After earning his doctorate in Religious Studies with an American Studies minor from Indiana University, Andrew Monteith served as an associate instructor at Indiana University from 2013 to 2017 and a Future Faculty Teaching Fellow at Butler University from 2017 to 2018.
He joined Elon University in 2018 as an assistant professor, where he has excelled as a teacher and scholar. He has designed and taught innovative courses, such as Religion and Power, Irreligious and Secular Traditions and Religion and Popular Culture, while distinguishing himself as a thoughtful, dynamic and effective teacher.
During its Opening Day ceremony to launch the 2021-22 academic year, Monteith was named the Distinguished Emerging Scholar in Religious Studies, an endowed professorship designed to support a junior faculty member in the Department of Religious Studies who exhibits the potential for a distinguished academic career.
Monteith’s research examines questions of secularism, religion, and power in American life, both past and present. He is also interested in the ways that America itself can serve as its own kind of religion. His first book, Christian Nationalism and the Birth of the War on Drugs (New York University Press, 2023) explains how religion, race, and US colonialism germinated the early Drug War during the nineteenth and early twentieth centuries. It asks readers to think of “religion” as something that shapes social thought and behavior in far-reaching ways, drawing on primary source material from colonial missionaries, Bureau of Indian Affairs agents, eugenicists, Christian activists, and the League of Nations.
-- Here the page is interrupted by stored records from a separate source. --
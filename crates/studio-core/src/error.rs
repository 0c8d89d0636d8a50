use std::path::PathBuf;
use thiserror::Error;

#[derive(Debug, Error)]
pub enum StudioError {
    #[error("project not found: {0}")]
    ProjectNotFound(String),

    #[error("invalid project name '{0}': must contain at least one non-space character")]
    InvalidProjectName(String),

    #[error("base template not found for role '{role}' at {path}")]
    TemplateNotFound { role: String, path: PathBuf },

    #[error("malformed config at {path}: {source}")]
    MalformedConfig {
        path: PathBuf,
        #[source]
        source: serde_json::Error,
    },

    #[error("backup to {path} failed: {source}")]
    BackupFailed {
        path: PathBuf,
        #[source]
        source: std::io::Error,
    },

    #[error("invalid date '{0}': expected YYYY-MM-DD")]
    InvalidDate(String),

    #[error(transparent)]
    Io(#[from] std::io::Error),

    #[error(transparent)]
    Yaml(#[from] serde_yaml::Error),

    #[error(transparent)]
    Json(#[from] serde_json::Error),
}

pub type Result<T> = std::result::Result<T, StudioError>;
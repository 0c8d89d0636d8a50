//! Project lifecycle: list, look up, resume, freeze and start over.
//!
//! Every mutation is load, modify, then one whole-document save as the last
//! step. Start-over is split into `StartOverPlan::prepare` and `confirm` so
//! the caller can ask for confirmation in between without holding any state
//! beyond the plan.

use crate::config::{ProjectConfig, ProjectStatus};
use crate::error::{Result, StudioError};
use crate::io;
use crate::paths;
use chrono::{DateTime, Utc};
use serde::Serialize;
use std::path::{Path, PathBuf};

// ---------------------------------------------------------------------------
// Listing
// ---------------------------------------------------------------------------

#[derive(Debug, Clone, Serialize)]
pub struct ProjectSummary {
    pub display_name: String,
    pub folder: String,
    pub path: PathBuf,
    pub status: ProjectStatus,
    pub phase: String,
    pub mode: String,
    pub engine: String,
    pub created: DateTime<Utc>,
    pub last_modified: Option<DateTime<Utc>>,
    pub agent_count: usize,
    pub current_milestone: Option<String>,
    /// Folder looks like a start-over backup (`<name>_backup_<ts>`).
    pub is_backup: bool,
}

impl ProjectSummary {
    fn from_config(folder: &str, path: &Path, config: &ProjectConfig) -> Self {
        let last_modified = std::fs::metadata(paths::project_config_path(path))
            .and_then(|m| m.modified())
            .ok()
            .map(DateTime::<Utc>::from);
        Self {
            display_name: config.project.name.clone(),
            folder: folder.to_string(),
            path: path.to_path_buf(),
            status: config.project.status,
            phase: config.project.phase.clone(),
            mode: config.project.mode.clone(),
            engine: config.project.engine.clone(),
            created: config.project.created,
            last_modified,
            agent_count: config.team.active_agents.len(),
            current_milestone: config.milestones.first().map(|m| m.name.clone()),
            is_backup: paths::is_backup_folder(folder),
        }
    }
}

#[derive(Debug, Clone, Serialize)]
pub struct SkippedProject {
    pub folder: String,
    pub reason: String,
}

#[derive(Debug, Clone, Default, Serialize)]
pub struct ProjectListing {
    pub projects: Vec<ProjectSummary>,
    pub skipped: Vec<SkippedProject>,
}

/// Folders under `projects_dir` that contain a config file, sorted by name.
fn project_folders(projects_dir: &Path) -> Result<Vec<(String, PathBuf)>> {
    if !projects_dir.is_dir() {
        return Ok(Vec::new());
    }
    let mut folders = Vec::new();
    for entry in std::fs::read_dir(projects_dir)? {
        let entry = entry?;
        let path = entry.path();
        if !path.is_dir() || !paths::project_config_path(&path).is_file() {
            continue;
        }
        folders.push((entry.file_name().to_string_lossy().into_owned(), path));
    }
    folders.sort_by(|a, b| a.0.cmp(&b.0));
    Ok(folders)
}

/// Read-only fold over every project. Unreadable configs are skipped with a
/// warning rather than failing the listing.
pub fn list_projects(projects_dir: &Path) -> Result<ProjectListing> {
    let mut listing = ProjectListing::default();
    for (folder, path) in project_folders(projects_dir)? {
        match ProjectConfig::load(&path) {
            Ok(config) => listing
                .projects
                .push(ProjectSummary::from_config(&folder, &path, &config)),
            Err(e) => {
                tracing::warn!(folder = %folder, error = %e, "could not read project config");
                listing.skipped.push(SkippedProject {
                    folder,
                    reason: e.to_string(),
                });
            }
        }
    }
    Ok(listing)
}

// ---------------------------------------------------------------------------
// Lookup
// ---------------------------------------------------------------------------

/// A resolved project with its freshly loaded config.
#[derive(Debug, Clone, Serialize)]
pub struct ProjectHandle {
    pub folder: String,
    pub path: PathBuf,
    pub config: ProjectConfig,
}

impl ProjectHandle {
    pub fn summary(&self) -> ProjectSummary {
        ProjectSummary::from_config(&self.folder, &self.path, &self.config)
    }

    fn save(&self) -> Result<()> {
        self.config.save(&self.path)
    }
}

fn open_folder(projects_dir: &Path, folder: &str) -> Option<Result<ProjectHandle>> {
    if !paths::is_single_folder(folder) {
        return None;
    }
    let path = projects_dir.join(folder);
    if !paths::project_config_path(&path).is_file() {
        return None;
    }
    Some(ProjectConfig::load(&path).map(|config| ProjectHandle {
        folder: folder.to_string(),
        path,
        config,
    }))
}

/// Resolve `name` as a folder name, then as a name that sanitizes to a
/// folder, then as a display name. A matching folder with an unreadable
/// config is an error, not a miss.
pub fn find_project(projects_dir: &Path, name: &str) -> Result<ProjectHandle> {
    if let Some(found) = open_folder(projects_dir, name) {
        return found;
    }
    let sanitized = paths::sanitize_project_name(name);
    if sanitized != name {
        if let Some(found) = open_folder(projects_dir, &sanitized) {
            return found;
        }
    }
    for (folder, path) in project_folders(projects_dir)? {
        let Ok(config) = ProjectConfig::load(&path) else {
            continue;
        };
        if config.project.name == name {
            return Ok(ProjectHandle {
                folder,
                path,
                config,
            });
        }
    }
    Err(StudioError::ProjectNotFound(name.to_string()))
}

// ---------------------------------------------------------------------------
// Resume / freeze
// ---------------------------------------------------------------------------

/// Mark a project active again. Valid from any status.
pub fn resume(projects_dir: &Path, name: &str, now: DateTime<Utc>) -> Result<ProjectHandle> {
    let mut handle = find_project(projects_dir, name)?;
    let previous = handle.config.project.status;
    handle.config.mark_resumed(now);
    handle.save()?;
    tracing::info!(folder = %handle.folder, from = %previous, "project resumed");
    Ok(handle)
}

pub fn freeze(
    projects_dir: &Path,
    name: &str,
    reason: Option<&str>,
    now: DateTime<Utc>,
) -> Result<ProjectHandle> {
    let mut handle = find_project(projects_dir, name)?;
    handle.config.mark_frozen(reason, now);
    handle.save()?;
    tracing::info!(folder = %handle.folder, "project frozen");
    Ok(handle)
}

// ---------------------------------------------------------------------------
// Start over
// ---------------------------------------------------------------------------

#[derive(Debug, Clone, Serialize)]
pub struct StartOverReport {
    pub folder: String,
    pub display_name: String,
    pub backup_path: PathBuf,
    pub removed_documents: usize,
    pub config: ProjectConfig,
}

#[derive(Debug, Clone, Serialize)]
#[serde(tag = "outcome", rename_all = "snake_case")]
pub enum StartOverOutcome {
    Completed(StartOverReport),
    /// The user declined; nothing was touched.
    Cancelled { folder: String },
}

/// A resolved start-over awaiting confirmation.
#[derive(Debug)]
pub struct StartOverPlan {
    projects_dir: PathBuf,
    project: ProjectHandle,
}

impl StartOverPlan {
    pub fn prepare(projects_dir: &Path, name: &str) -> Result<Self> {
        let project = find_project(projects_dir, name)?;
        Ok(Self {
            projects_dir: projects_dir.to_path_buf(),
            project,
        })
    }

    pub fn project(&self) -> &ProjectHandle {
        &self.project
    }

    pub fn backup_path(&self, now: DateTime<Utc>) -> PathBuf {
        paths::backup_dir(&self.projects_dir, &self.project.folder, now)
    }

    pub fn cancel(self) -> StartOverOutcome {
        tracing::info!(folder = %self.project.folder, "start over cancelled");
        StartOverOutcome::Cancelled {
            folder: self.project.folder,
        }
    }

    /// Back up, then reset. Nothing in the project is modified unless the
    /// backup completed; a partially written backup is removed.
    pub fn confirm(self, now: DateTime<Utc>) -> Result<StartOverOutcome> {
        let project_dir = &self.project.path;
        let backup = self.backup_path(now);

        if backup.exists() {
            return Err(StudioError::BackupFailed {
                source: std::io::Error::new(
                    std::io::ErrorKind::AlreadyExists,
                    "backup path already exists",
                ),
                path: backup,
            });
        }
        if let Err(source) = io::copy_dir_all(project_dir, &backup) {
            if source.kind() != std::io::ErrorKind::AlreadyExists && backup.exists() {
                if let Err(e) = std::fs::remove_dir_all(&backup) {
                    tracing::warn!(path = %backup.display(), error = %e, "could not remove partial backup");
                }
            }
            return Err(StudioError::BackupFailed {
                path: backup,
                source,
            });
        }
        tracing::info!(backup = %backup.display(), "project backed up");

        let mut config = ProjectConfig::load(project_dir)?;
        config.mark_reset(&backup, now);
        config.save(project_dir)?;

        let removed = io::remove_files_except(
            &paths::documentation_dir(project_dir),
            paths::TEMPLATE_SUFFIX,
        )?;
        tracing::info!(folder = %self.project.folder, removed, "project reset");

        Ok(StartOverOutcome::Completed(StartOverReport {
            folder: self.project.folder.clone(),
            display_name: config.project.name.clone(),
            backup_path: backup,
            removed_documents: removed,
            config,
        }))
    }
}

// ---------------------------------------------------------------------------
// Tests
// ---------------------------------------------------------------------------
use crate::types::{DevelopmentMode, Role};

/// Roles every project gets, in order. Market analysis and data science are
/// part of the base team regardless of mode.
const BASE_ROLES: &[Role] = &[
    Role::MasterOrchestrator,
    Role::ProducerAgent,
    Role::MarketAnalyst,
    Role::DataScientist,
];

const DESIGN_ROLES: &[Role] = &[Role::SrGameDesigner, Role::MidGameDesigner, Role::SrGameArtist];

const PROTOTYPE_ROLES: &[Role] = &[Role::SrGameDesigner, Role::MechanicsDeveloper, Role::QaAgent];

const DEVELOPMENT_ROLES: &[Role] = &[
    Role::SrGameDesigner,
    Role::MidGameDesigner,
    Role::MechanicsDeveloper,
    Role::GameFeelDeveloper,
    Role::QaAgent,
    Role::SrGameArtist,
    Role::TechnicalArtist,
    Role::UiUxAgent,
];

pub const LEAD_ROLE: Role = Role::ProducerAgent;
pub const ORCHESTRATOR_ROLE: Role = Role::MasterOrchestrator;

/// Active roles for a development mode, in insertion order. Unknown modes
/// get only the base roles.
pub fn select_roster(mode: &str) -> Vec<Role> {
    let extra: &[Role] = match DevelopmentMode::parse(mode) {
        Some(DevelopmentMode::Design) => DESIGN_ROLES,
        Some(DevelopmentMode::Prototype) => PROTOTYPE_ROLES,
        Some(DevelopmentMode::Development) => DEVELOPMENT_ROLES,
        None => &[],
    };
    BASE_ROLES.iter().chain(extra).copied().collect()
}

#[cfg(test)]
mod tests {
    use super::*;

    #[test]
    fn development_roster() {
        let roster = select_roster("development");
        assert_eq!(roster.len(), BASE_ROLES.len() + DEVELOPMENT_ROLES.len());
        assert_eq!(&roster[..4], BASE_ROLES);
        assert_eq!(&roster[4..], DEVELOPMENT_ROLES);
        assert_eq!(roster, select_roster("development"));
    }

    #[test]
    fn design_roster() {
        assert_eq!(
            select_roster("design"),
            vec![
                Role::MasterOrchestrator,
                Role::ProducerAgent,
                Role::MarketAnalyst,
                Role::DataScientist,
                Role::SrGameDesigner,
                Role::MidGameDesigner,
                Role::SrGameArtist,
            ]
        );
    }

    #[test]
    fn prototype_roster_includes_qa() {
        let roster = select_roster("prototype");
        assert_eq!(roster.len(), 7);
        assert!(roster.contains(&Role::MechanicsDeveloper));
        assert!(roster.contains(&Role::QaAgent));
    }

    #[test]
    fn unknown_mode_gets_base_roles_only() {
        assert_eq!(select_roster("live-ops"), BASE_ROLES.to_vec());
        assert_eq!(select_roster(""), BASE_ROLES.to_vec());
    }

    #[test]
    fn no_duplicates_in_any_roster() {
        for mode in ["design", "prototype", "development"] {
            let roster = select_roster(mode);
            let mut sorted = roster.clone();
            sorted.sort();
            sorted.dedup();
            assert_eq!(sorted.len(), roster.len(), "{mode} has duplicates");
        }
    }
}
Monteith is under contract with Routledge for a textbook tentatively titled Religion and Power (2024), which introduces undergraduate students.to how religion has mattered for power structures like colonialism, race, gender, and so on, as well as how “power” can operate beyond its recognized manifestations (such as “war” or “law”). The book aims to help students understand both “religion” and “power” as categories that describe wide swaths of human activity.